NEW TESTAMENT SCHOLARS RESPOND TO BART EHRMAN'S TELEPHONE GAME ANALOGY



A debate on the historical reliability of the New Testament accounts of the resurrection that took place between Professors Craig A. Evans and Bart D. Ehrman on 1 April 2010 in the chapel of the Midwestern Baptist Theological Seminary in Kansas City, Missouri. Professor Ehrman likened the transmission of the early Christian tradition to a child’s game of telephone. Here is what said:
  • What happens when stories circulate by word of mouth, not for just a day of two, but for years? Well, your kids probably played the telephone game when they were little at a birthday party. One child tells a story to the next child, who tells it to the next child, who tells it to the next child and you go around the circle, and by the time it comes back to the first child it is a different story. If it weren’t a different story it would be a very dumb game to play on your birthday. Stories change when they circulate. What happens if you don’t simply tell the story in the same living room with all kids in the socioeconomic group, who speak the same language, who are telling the story within three minutes of each other? What happens if you tell the story across the Roman Empire and you translate it into different languages and people tell the story for purposes of their own? What happens to the stories? The stories change.
Since the debate was part of a larger conference, a number of other prominent New Testament scholars were present. I thought it might be interesting to hear what they thought of Ehrman's analogy.  So I asked Craig A. Evans, Larry Hurtado, Stanley E. Porter, Daniel D. Wallace, and Paul Wegner for their response to the following question:
  • Ehrman’s analogy of the telephone game: Is it a historically credible way of talking about oral transmission in the ancient world and Early Christianity in particular? 
Here is what they said:

Craig A. Evans (Houston Baptist University)
“The analogy of the ‘telephone’ game is not helpful because it does not take into account realistically the pedagogy involved—that of Jesus teaching his disciples and that of the disciples teaching others. This teaching involves repetition, saying things over and over again, applying them in a variety of ways, and soliciting feedback from those being taught. In ‘telephone’ one hears something once and then tries to pass it on to someone who did not hear the original form. The didache, or teaching, of Jesus was not handed down this way.”

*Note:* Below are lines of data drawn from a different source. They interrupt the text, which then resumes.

//! The collector: the page registry and the background worker draining it.

use std::mem;
use std::panic::{self, AssertUnwindSafe};
use std::sync::atomic::{AtomicBool, AtomicU64, AtomicUsize, Ordering};
use std::sync::Arc;
use std::thread;
use std::time::Duration;

use lazy_static::lazy_static;
use parking_lot::{Condvar, Mutex, RwLock};

use crate::debug;
use crate::destroyer::Destroyer;
use crate::local;
use crate::page::Page;
use crate::settings::Settings;

lazy_static! {
    /// The process-wide collector.
    ///
    /// The crate-level API and the handles all go through this instance. Tests construct their
    /// own `Collector`s instead, so they don't have to serialize on this one.
    static ref COLLECTOR: Collector = Collector::new();
}

/// The id allocator for collectors.
///
/// Each collector gets a unique id, which keys the per-thread page maps. Relaxed ordering is
/// fine, as uniqueness is the only constraint we need.
static ID_COUNTER: AtomicUsize = AtomicUsize::new(0);

/// Start the process-wide collector with default settings.
pub fn start() {
    COLLECTOR.start();
}

/// Start the process-wide collector with the given settings.
pub fn start_with(settings: Settings) {
    COLLECTOR.start_with(settings);
}

/// Nudge the process-wide collector.
pub fn suggest_run() {
    COLLECTOR.suggest_run();
}

/// Pause the process-wide collector.
pub fn pause() {
    COLLECTOR.pause();
}

/// Resume the process-wide collector.
pub fn resume() {
    COLLECTOR.resume();
}

/// Is the process-wide collector paused?
pub fn is_paused() -> bool {
    COLLECTOR.is_paused()
}

/// Shut the process-wide collector down.
pub fn shutdown() {
    COLLECTOR.shutdown();
}

/// Queue a destruction on the process-wide collector.
pub fn delegate(destroyer: Destroyer) {
    local::delegate(COLLECTOR.shared(), destroyer);
}

/// The state shared between the collector handle, the worker thread, and the producer threads'
/// page registrations.
pub struct Shared {
    /// The collector's unique id, keying the per-thread page maps.
    id: usize,
    /// Every live page, in registration order. Producers take the write lock to register and
    /// deregister; the worker takes the read lock just long enough to snapshot.
    pages: RwLock<Vec<Arc<Page>>>,
    /// Is the worker supposed to be running?
    alive: AtomicBool,
    /// Is collection suspended?
    paused: AtomicBool,
    /// Bumped whenever a shutdown detaches the registered pages, so stale thread-local
    /// registrations can be recognized and replaced after a restart.
    epoch: AtomicUsize,
    /// The number of completed collection runs. Diagnostic.
    runs: AtomicUsize,
    /// The worker's nominal wake interval, in milliseconds.
    period_ms: AtomicU64,
    /// Wake the worker when a page rolls over into a new sub-array.
    wake_on_overflow: AtomicBool,
    /// The worker's alarm clock. Notified by `suggest_run`, by `resume`, by buffer pressure, and
    /// by shutdown.
    trigger: Condvar,
    /// The mutex the worker waits on. Held only around waiting and notifying, never during
    /// collection.
    signal: Mutex<()>,
}

impl Shared {
    fn new() -> Shared {
        let settings = Settings::default();
        Shared {
            id: ID_COUNTER.fetch_add(1, Ordering::Relaxed),
            pages: RwLock::new(Vec::new()),
            alive: AtomicBool::new(false),
            paused: AtomicBool::new(false),
            epoch: AtomicUsize::new(0),
            runs: AtomicUsize::new(0),
            period_ms: AtomicU64::new(settings.period.as_millis() as u64),
            wake_on_overflow: AtomicBool::new(settings.wake_on_overflow),
            trigger: Condvar::new(),
            signal: Mutex::new(()),
        }
    }

    pub fn id(&self) -> usize {
        self.id
    }

    pub fn epoch(&self) -> usize {
        self.epoch.load(Ordering::Acquire)
    }

    pub fn is_alive(&self) -> bool {
        self.alive.load(Ordering::Acquire)
    }

    /// Create a page and register it.
    pub fn register(&self) -> Arc<Page> {
        let page = Arc::new(Page::new());
        self.pages.write().push(page.clone());

        debug::exec(|| {
            println!(
                "Registered a page for {:?} ({} pages).",
                thread::current().id(),
                self.page_count()
            )
        });

        page
    }

    /// Remove a page from the registry.
    ///
    /// The page itself is destroyed when its last reference is gone; a worker holding a snapshot
    /// may still be draining it.
    pub fn deregister(&self, page: &Arc<Page>) {
        self.pages.write().retain(|other| !Arc::ptr_eq(other, page));

        debug::exec(|| println!("Deregistered a page for {:?}.", thread::current().id()));
    }

    /// Report buffer pressure, waking the worker if the settings ask for it.
    pub fn nudge(&self) {
        if self.wake_on_overflow.load(Ordering::Relaxed) {
            self.notify();
        }
    }

    fn notify(&self) {
        // Taking the mutex orders the notification against the worker's wait, so a wake between
        // the worker's flag checks and its parking is not lost.
        let _signal = self.signal.lock();
        self.trigger.notify_one();
    }

    fn period(&self) -> Duration {
        Duration::from_millis(self.period_ms.load(Ordering::Relaxed))
    }

    fn configure(&self, settings: &Settings) {
        self.period_ms
            .store(settings.period.as_millis() as u64, Ordering::Relaxed);
        self.wake_on_overflow
            .store(settings.wake_on_overflow, Ordering::Relaxed);
    }

    /// Run one collection pass over every registered page.
    fn collect(&self) {
        debug::exec(|| println!("Collecting {} pending destructions.", self.pending()));

        // Snapshot the registry, then drain without any registry lock held. A destructor may
        // itself drop the last handle to something, and if that happens on this thread it must be
        // able to register this thread's page.
        let pages: Vec<Arc<Page>> = self.pages.read().clone();
        for page in pages {
            // A page drain runs arbitrary destructors; a panicking one must not take the worker
            // down. The destroyers already contain panics individually, this is the outer fence.
            let _ = panic::catch_unwind(AssertUnwindSafe(|| page.clear()));
        }

        self.runs.fetch_add(1, Ordering::Relaxed);
    }

    /// The number of destroyers currently buffered across all registered pages.
    pub fn pending(&self) -> usize {
        self.pages.read().iter().map(|page| page.len()).sum()
    }

    /// The number of registered pages.
    pub fn page_count(&self) -> usize {
        self.pages.read().len()
    }

    /// The number of completed collection runs.
    pub fn runs(&self) -> usize {
        self.runs.load(Ordering::Relaxed)
    }
}

/// The worker loop: wait out the period (or a nudge), skip while paused, collect, repeat.
fn run_worker(shared: Arc<Shared>) {
    let mut signal = shared.signal.lock();

    while shared.alive.load(Ordering::Acquire) {
        shared.trigger.wait_for(&mut signal, shared.period());

        if !shared.alive.load(Ordering::Acquire) {
            break;
        }
        if shared.paused.load(Ordering::Acquire) {
            continue;
        }

        // Collection happens without the signal mutex, so nudges and shutdown are never blocked
        // behind a running pass.
        drop(signal);
        shared.collect();
        signal = shared.signal.lock();
    }
}

/// A deferred-reclamation collector.
///
/// One of these backs the whole crate-level API; separate instances exist so the machinery can be
/// exercised in isolation.
pub struct Collector {
    shared: Arc<Shared>,
    /// The worker thread, while one is running.
    worker: Mutex<Option<thread::JoinHandle<()>>>,
}

impl Collector {
    pub fn new() -> Collector {
        Collector {
            shared: Arc::new(Shared::new()),
            worker: Mutex::new(None),
        }
    }

    pub fn shared(&self) -> &Arc<Shared> {
        &self.shared
    }

    /// Start the worker with default settings. A no-op if it is already running.
    pub fn start(&self) {
        self.start_with(Settings::default());
    }

    /// Start the worker. A no-op if it is already running.
    ///
    /// After a shutdown, this starts a fresh worker; threads that buffered destructions in the
    /// meantime are picked up again as soon as they queue the next one.
    pub fn start_with(&self, settings: Settings) {
        let mut worker = self.worker.lock();
        if worker.is_some() {
            // Already running.
            return;
        }

        self.shared.configure(&settings);
        self.shared.paused.store(false, Ordering::Release);
        self.shared.alive.store(true, Ordering::Release);

        let shared = self.shared.clone();
        *worker = Some(thread::spawn(move || run_worker(shared)));

        debug::exec(|| println!("Collector started."));
    }

    /// Wake the worker for an early pass. A no-op while paused or stopped.
    pub fn suggest_run(&self) {
        self.shared.notify();
    }

    /// Suspend collection.
    ///
    /// Takes effect at the worker's next wake; a pass already in flight finishes. Destructions
    /// keep accumulating in the pages until `resume`.
    pub fn pause(&self) {
        self.shared.paused.store(true, Ordering::Release);
    }

    /// Resume collection and wake the worker.
    pub fn resume(&self) {
        self.shared.paused.store(false, Ordering::Release);
        self.shared.notify();
    }

    /// Is collection currently suspended?
    pub fn is_paused(&self) -> bool {
        self.shared.paused.load(Ordering::Acquire)
    }

    /// Queue a destruction.
    pub fn delegate(&self, destroyer: Destroyer) {
        local::delegate(&self.shared, destroyer);
    }

    /// Stop the worker, then drain and detach every registered page.
    ///
    /// Idempotent: a second call finds no worker and returns. Destructions queued after this
    /// returns run synchronously on the queueing thread until the collector is started again.
    pub fn shutdown(&self) {
        let handle = {
            let mut worker = self.worker.lock();
            self.shared.paused.store(false, Ordering::Release);
            self.shared.alive.store(false, Ordering::Release);
            worker.take()
        };

        let handle = match handle {
            Some(handle) => handle,
            None => return,
        };

        self.shared.notify();
        // The worker only exits; it cannot panic past its catch.
        let _ = handle.join();

        // Final drain. Detaching empties the registry; the producer threads still hold their own
        // references and recognize the stale registrations by the epoch bump.
        let pages = mem::replace(&mut *self.shared.pages.write(), Vec::new());
        for page in &pages {
            page.clear();
        }
        self.shared.epoch.fetch_add(1, Ordering::Release);

        debug::exec(|| println!("Collector shut down after {} runs.", self.shared.runs()));
    }
}

impl Default for Collector {
    fn default() -> Collector {
        Collector::new()
    }
}

impl Drop for Collector {
    fn drop(&mut self) {
        self.shutdown();
    }
}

Larry W. Hurtado (University of Edinburgh)
“Ehrman’s ‘telephone game’ is not a good analogy for oral transmission of sacred lore in a religious body of believers. There are concerns to preserve sayings of “the master” not found in a parlour game. But also there are needs to make the tradition meaningful in new situations, so there are adaptations too, but they aren’t the haphazard kind in the parlour games.”

Stanley E. Porter (McMaster Divinity College)
“Ehrman trivializes the process of transmission of the fundamental stories of Christianity by equating it with a contemporary children’s party game. Transmitting the message of Christianity was not part of some clever diversionary entertainment, but it involved the faithful conveyance of a lifechanging message. Those who were responsible to tell and retell the story of early Christianity had been transformed by the story of Jesus, and the evidence clearly shows that they took every effort to tell this story faithfully.”
Daniel B. Wallace (Dallas Theological Seminary)
"The major problem with Ehrman’s analogy is that it is a case of reductio ad absurdum. The telephone game is one line, with a not-so-coherent story in the first place, intended to create confusion and result in a garbled message. The oral tradition behind the gospels is multiple lines, as Ehrman himself admits, has a remarkably coherent message, and would be disastrous for early believers if the message became garbled. Their lives were on the line. Would they really be willing to die for a Jesus who became deity through a garbled transmission of the gospel? Further, there was shared memory in community, something alien to the telephone game. And the message would be repeated hundreds of times by eyewitnesses before it was written down. Just taking one feature that is different and we can see how absurd the comparison is: suspend telephone game participants over a pit of crocodiles and tell them that if they get the story wrong, they’ll be eaten alive. My guess is that their memory would be better by several magnitudes."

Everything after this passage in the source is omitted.